◆ **Work to be completed**:
From the line containing "#[derive(Args, Debug)]" onward to the last line of the data below, copy each line exactly and add nothing.

◆ **Given information**:
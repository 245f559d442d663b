pub mod discover;
pub mod expand;
pub mod interfaces;

use std::net::SocketAddr;
use std::path::PathBuf;

use clap::{Args, Parser, Subcommand};

#[derive(Parser)]
#[command(name = "assetr")]
#[command(about = "Finds live hosts with ARP, ICMP echo and TCP probes.")]
pub struct CommandLine {
    #[command(subcommand)]
    pub command: Commands,

    /// Increase log detail (-v, -vv, -vvv)
    #[arg(short, long, action = clap::ArgAction::Count, global = true)]
    pub verbose: u8,

    /// Skip the banner
    #[arg(long, global = true)]
    pub no_banner: bool,
}

#[derive(Subcommand)]
pub enum Commands {
    /// Discover live hosts
    #[command(alias = "d")]
    Discover(DiscoverArgs),
    /// Print every host address of a CIDR prefix
    #[command(alias = "e")]
    Expand { prefix: String },
    /// List interfaces and whether they can be scanned from
    #[command(alias = "i")]
    Interfaces,
}

#[derive(Args, Debug)]
pub struct DiscoverArgs {
    /// Addresses, ranges, prefixes or `lan`, comma or space separated
    pub targets: Vec<String>,

    /// Read targets from a file, one per line
    #[arg(short, long)]
    pub file: Option<PathBuf>,

    /// Interface to scan from (auto-detected when omitted)
    #[arg(short, long)]
    pub interface: Option<String>,

    /// Probe common TCP and UDP ports on every live host
    #[arg(short, long)]
    pub ports: bool,

    #[arg(long)]
    pub no_arp: bool,

    #[arg(long)]
    pub no_echo: bool,

    #[arg(long)]
    pub no_connect: bool,

    /// Skip reverse DNS lookups during the port scan
    #[arg(long)]
    pub no_dns: bool,

    /// Nameserver for reverse lookups, e.g. 192.168.1.1:53
    #[arg(long)]
    pub dns_server: Option<SocketAddr>,

    /// Look up hardware vendors in the bundled OUI database
    #[arg(long)]
    pub oui: bool,

    /// Fail when the link-layer socket cannot be opened
    #[arg(long)]
    pub strict: bool,
}

impl CommandLine {
    pub fn parse_args() -> Self {
        Self::parse()
    }
}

◆ **Written response**:
#[derive(Args, Debug)]
pub struct DiscoverArgs {
    /// Addresses, ranges, prefixes or `lan`, comma or space separated
    pub targets: Vec<String>,

    /// Read targets from a file, one per line
    #[arg(short, long)]
    pub file: Option<PathBuf>,

    /// Interface to scan from (auto-detected when omitted)
    #[arg(short, long)]
    pub interface: Option<String>,

    /// Probe common TCP and UDP ports on every live host
    #[arg(short, long)]
    pub ports: bool,

    #[arg(long)]
    pub no_arp: bool,

    #[arg(long)]
    pub no_echo: bool,

    #[arg(long)]
    pub no_connect: bool,

    /// Skip reverse DNS lookups during the port scan
    #[arg(long)]
    pub no_dns: bool,

    /// Nameserver for reverse lookups, e.g. 192.168.1.1:53
    #[arg(long)]
    pub dns_server: Option<SocketAddr>,

    /// Look up hardware vendors in the bundled OUI database
    #[arg(long)]
    pub oui: bool,

    /// Fail when the link-layer socket cannot be opened
    #[arg(long)]
    pub strict: bool,
}

impl CommandLine {
    pub fn parse_args() -> Self {
        Self::parse()
    }
}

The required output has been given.